[Stored data]
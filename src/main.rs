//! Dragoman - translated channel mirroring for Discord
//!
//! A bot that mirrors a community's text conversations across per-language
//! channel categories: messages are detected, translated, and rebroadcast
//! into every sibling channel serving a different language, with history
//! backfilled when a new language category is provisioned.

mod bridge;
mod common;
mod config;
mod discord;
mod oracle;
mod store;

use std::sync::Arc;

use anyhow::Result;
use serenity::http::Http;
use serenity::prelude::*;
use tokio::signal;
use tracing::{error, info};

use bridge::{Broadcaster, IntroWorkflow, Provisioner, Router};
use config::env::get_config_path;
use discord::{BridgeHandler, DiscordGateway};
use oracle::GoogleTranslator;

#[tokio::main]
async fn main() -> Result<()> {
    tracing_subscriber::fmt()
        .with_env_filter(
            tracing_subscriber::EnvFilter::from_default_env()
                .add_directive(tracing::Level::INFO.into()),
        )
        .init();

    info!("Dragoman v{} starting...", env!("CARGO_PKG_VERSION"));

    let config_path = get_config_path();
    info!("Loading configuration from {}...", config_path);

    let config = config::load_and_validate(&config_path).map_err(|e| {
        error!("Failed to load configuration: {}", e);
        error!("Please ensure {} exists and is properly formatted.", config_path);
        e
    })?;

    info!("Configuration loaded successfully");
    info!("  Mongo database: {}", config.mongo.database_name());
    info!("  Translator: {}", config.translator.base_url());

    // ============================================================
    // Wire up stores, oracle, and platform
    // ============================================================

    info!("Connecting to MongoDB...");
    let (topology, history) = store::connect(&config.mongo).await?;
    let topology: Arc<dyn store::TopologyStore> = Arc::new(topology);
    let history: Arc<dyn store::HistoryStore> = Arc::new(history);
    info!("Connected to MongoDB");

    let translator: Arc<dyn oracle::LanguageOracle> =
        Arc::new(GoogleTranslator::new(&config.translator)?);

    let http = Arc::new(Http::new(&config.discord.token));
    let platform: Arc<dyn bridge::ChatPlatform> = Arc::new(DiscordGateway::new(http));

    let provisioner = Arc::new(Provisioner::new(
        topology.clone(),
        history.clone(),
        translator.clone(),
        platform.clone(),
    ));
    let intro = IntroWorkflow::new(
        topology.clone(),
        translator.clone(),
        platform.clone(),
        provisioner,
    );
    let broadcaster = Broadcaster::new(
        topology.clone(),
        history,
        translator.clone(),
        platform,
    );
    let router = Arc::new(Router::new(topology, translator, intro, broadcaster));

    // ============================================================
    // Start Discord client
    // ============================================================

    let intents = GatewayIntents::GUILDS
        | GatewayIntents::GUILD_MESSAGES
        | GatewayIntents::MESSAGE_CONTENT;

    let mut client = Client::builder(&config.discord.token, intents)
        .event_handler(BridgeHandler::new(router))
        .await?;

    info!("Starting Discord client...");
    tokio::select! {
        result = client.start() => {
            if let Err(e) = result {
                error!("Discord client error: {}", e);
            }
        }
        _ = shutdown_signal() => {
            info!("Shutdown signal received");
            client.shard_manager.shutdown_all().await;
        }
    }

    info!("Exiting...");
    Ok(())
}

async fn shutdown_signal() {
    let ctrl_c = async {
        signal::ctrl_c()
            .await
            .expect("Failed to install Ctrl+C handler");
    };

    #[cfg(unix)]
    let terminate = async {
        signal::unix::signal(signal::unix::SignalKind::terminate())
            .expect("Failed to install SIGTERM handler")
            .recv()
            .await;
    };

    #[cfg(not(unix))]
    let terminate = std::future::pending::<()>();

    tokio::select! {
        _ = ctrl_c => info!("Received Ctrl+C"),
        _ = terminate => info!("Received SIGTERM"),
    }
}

- _PROBLEM DESCRIPTION_
Above are the records; copy exactly the lines from the line with "mod common;" through the line with "#[tokio::main]", both included.

- _COMPLETED TASK_
mod common;
mod config;
mod discord;
mod oracle;
mod store;

use std::sync::Arc;

use anyhow::Result;
use serenity::http::Http;
use serenity::prelude::*;
use tokio::signal;
use tracing::{error, info};

use bridge::{Broadcaster, IntroWorkflow, Provisioner, Router};
use config::env::get_config_path;
use discord::{BridgeHandler, DiscordGateway};
use oracle::GoogleTranslator;

#[tokio::main]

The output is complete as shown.